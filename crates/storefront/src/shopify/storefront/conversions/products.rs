//! Product type conversion functions.

use prier_core::{ProductId, ProductOption, VariantId};

use crate::shopify::types::{Product, ProductSummary, ProductVariant};

use super::super::responses::{ProductFields, ProductItemFields, ProductVariantFields};
use super::{convert_image, convert_money, convert_selected_options};

pub fn convert_product(product: ProductFields) -> Product {
    let (seo_title, seo_description) = product
        .seo
        .map_or((None, None), |seo| (seo.title, seo.description));

    Product {
        id: ProductId::new(product.id),
        handle: product.handle,
        title: product.title,
        vendor: product.vendor,
        description: product.description,
        description_html: product.description_html,
        options: product
            .options
            .into_iter()
            .map(|o| ProductOption {
                name: o.name,
                values: o.option_values.into_iter().map(|v| v.name).collect(),
            })
            .collect(),
        variants: product
            .variants
            .nodes
            .into_iter()
            .map(convert_variant)
            .collect(),
        selected_variant: product.selected_variant.map(convert_variant),
        seo_title,
        seo_description,
    }
}

pub fn convert_variant(variant: ProductVariantFields) -> ProductVariant {
    ProductVariant {
        id: VariantId::new(variant.id),
        title: variant.title,
        available_for_sale: variant.available_for_sale,
        price: convert_money(variant.price),
        compare_at_price: variant.compare_at_price.map(convert_money),
        selected_options: convert_selected_options(variant.selected_options),
        image: variant.image.map(convert_image),
        sku: variant.sku.filter(|sku| !sku.is_empty()),
        product_handle: variant.product.handle,
        product_title: variant.product.title,
    }
}

pub fn convert_product_item(product: ProductItemFields) -> ProductSummary {
    ProductSummary {
        id: ProductId::new(product.id),
        handle: product.handle,
        title: product.title,
        featured_image: product.featured_image.map(convert_image),
        min_price: convert_money(product.price_range.min_variant_price),
        // Shopify reports 0.0 when no variant has a compare-at price
        compare_at_min_price: product
            .compare_at_price_range
            .map(|range| convert_money(range.min_variant_price))
            .filter(|money| !money.is_zero()),
        first_variant_options: product
            .variants
            .nodes
            .into_iter()
            .next()
            .map(|v| convert_selected_options(v.selected_options))
            .unwrap_or_default(),
    }
}

#[cfg(test)]
#[allow(clippy::unwrap_used)]
mod tests {
    use super::*;

    #[test]
    fn test_convert_product_item_drops_zero_compare_at() {
        let json = serde_json::json!({
            "id": "gid://shopify/Product/1",
            "handle": "test-shirt",
            "title": "Test Shirt",
            "featuredImage": null,
            "priceRange": { "minVariantPrice": { "amount": "20.0", "currencyCode": "USD" } },
            "compareAtPriceRange": { "minVariantPrice": { "amount": "0.0", "currencyCode": "USD" } },
            "variants": { "nodes": [
                { "selectedOptions": [{ "name": "Color", "value": "Red" }] }
            ] }
        });
        let fields: ProductItemFields = serde_json::from_value(json).unwrap();
        let summary = convert_product_item(fields);

        assert_eq!(summary.min_price.format(), "$20.00");
        assert!(summary.compare_at_min_price.is_none());
        assert_eq!(summary.first_variant_options.len(), 1);
    }

    #[test]
    fn test_convert_product_options_from_option_values() {
        let json = serde_json::json!({
            "id": "gid://shopify/Product/1",
            "handle": "test-shirt",
            "title": "Test Shirt",
            "vendor": "Prier",
            "description": "Soft",
            "descriptionHtml": "<p>Soft</p>",
            "options": [
                { "name": "Size", "optionValues": [{ "name": "M" }, { "name": "L" }] }
            ],
            "selectedVariant": null,
            "variants": { "nodes": [] },
            "seo": { "title": null, "description": "A shirt" }
        });
        let fields: ProductFields = serde_json::from_value(json).unwrap();
        let product = convert_product(fields);

        assert_eq!(product.options[0].values, vec!["M", "L"]);
        assert!(product.selected_variant.is_none());
        assert_eq!(product.seo_description.as_deref(), Some("A shirt"));
    }
}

----

■ **Task prompt**:
Write the material above out once more, exactly as it stands.

■ **Answer for the task**:
filename crates/storefront/src/shopify/storefront/conversions/products.rs
//! Product type conversion functions.

use prier_core::{ProductId, ProductOption, VariantId};

use crate::shopify::types::{Product, ProductSummary, ProductVariant};

use super::super::responses::{ProductFields, ProductItemFields, ProductVariantFields};
use super::{convert_image, convert_money, convert_selected_options};

pub fn convert_product(product: ProductFields) -> Product {
    let (seo_title, seo_description) = product
        .seo
        .map_or((None, None), |seo| (seo.title, seo.description));

    Product {
        id: ProductId::new(product.id),
        handle: product.handle,
        title: product.title,
        vendor: product.vendor,
        description: product.description,
        description_html: product.description_html,
        options: product
            .options
            .into_iter()
            .map(|o| ProductOption {
                name: o.name,
                values: o.option_values.into_iter().map(|v| v.name).collect(),
            })
            .collect(),
        variants: product
            .variants
            .nodes
            .into_iter()
            .map(convert_variant)
            .collect(),
        selected_variant: product.selected_variant.map(convert_variant),
        seo_title,
        seo_description,
    }
}

pub fn convert_variant(variant: ProductVariantFields) -> ProductVariant {
    ProductVariant {
        id: VariantId::new(variant.id),
        title: variant.title,
        available_for_sale: variant.available_for_sale,
        price: convert_money(variant.price),
        compare_at_price: variant.compare_at_price.map(convert_money),
        selected_options: convert_selected_options(variant.selected_options),
        image: variant.image.map(convert_image),
        sku: variant.sku.filter(|sku| !sku.is_empty()),
        product_handle: variant.product.handle,
        product_title: variant.product.title,
    }
}

pub fn convert_product_item(product: ProductItemFields) -> ProductSummary {
    ProductSummary {
        id: ProductId::new(product.id),
        handle: product.handle,
        title: product.title,
        featured_image: product.featured_image.map(convert_image),
        min_price: convert_money(product.price_range.min_variant_price),
        // Shopify reports 0.0 when no variant has a compare-at price
        compare_at_min_price: product
            .compare_at_price_range
            .map(|range| convert_money(range.min_variant_price))
            .filter(|money| !money.is_zero()),
        first_variant_options: product
            .variants
            .nodes
            .into_iter()
            .next()
            .map(|v| convert_selected_options(v.selected_options))
            .unwrap_or_default(),
    }
}

#[cfg(test)]
#[allow(clippy::unwrap_used)]
mod tests {
    use super::*;

    #[test]
    fn test_convert_product_item_drops_zero_compare_at() {
        let json = serde_json::json!({
            "id": "gid://shopify/Product/1",
            "handle": "test-shirt",
            "title": "Test Shirt",
            "featuredImage": null,
            "priceRange": { "minVariantPrice": { "amount": "20.0", "currencyCode": "USD" } },
            "compareAtPriceRange": { "minVariantPrice": { "amount": "0.0", "currencyCode": "USD" } },
            "variants": { "nodes": [
                { "selectedOptions": [{ "name": "Color", "value": "Red" }] }
            ] }
        });
        let fields: ProductItemFields = serde_json::from_value(json).unwrap();
        let summary = convert_product_item(fields);

        assert_eq!(summary.min_price.format(), "$20.00");
        assert!(summary.compare_at_min_price.is_none());
        assert_eq!(summary.first_variant_options.len(), 1);
    }

    #[test]
    fn test_convert_product_options_from_option_values() {
        let json = serde_json::json!({
            "id": "gid://shopify/Product/1",
            "handle": "test-shirt",
            "title": "Test Shirt",
            "vendor": "Prier",
            "description": "Soft",
            "descriptionHtml": "<p>Soft</p>",
            "options": [
                { "name": "Size", "optionValues": [{ "name": "M" }, { "name": "L" }] }
            ],
            "selectedVariant": null,
            "variants": { "nodes": [] },
            "seo": { "title": null, "description": "A shirt" }
        });
        let fields: ProductFields = serde_json::from_value(json).unwrap();
        let product = convert_product(fields);

        assert_eq!(product.options[0].values, vec!["M", "L"]);
        assert!(product.selected_variant.is_none());
        assert_eq!(product.seo_description.as_deref(), Some("A shirt"));
    }
}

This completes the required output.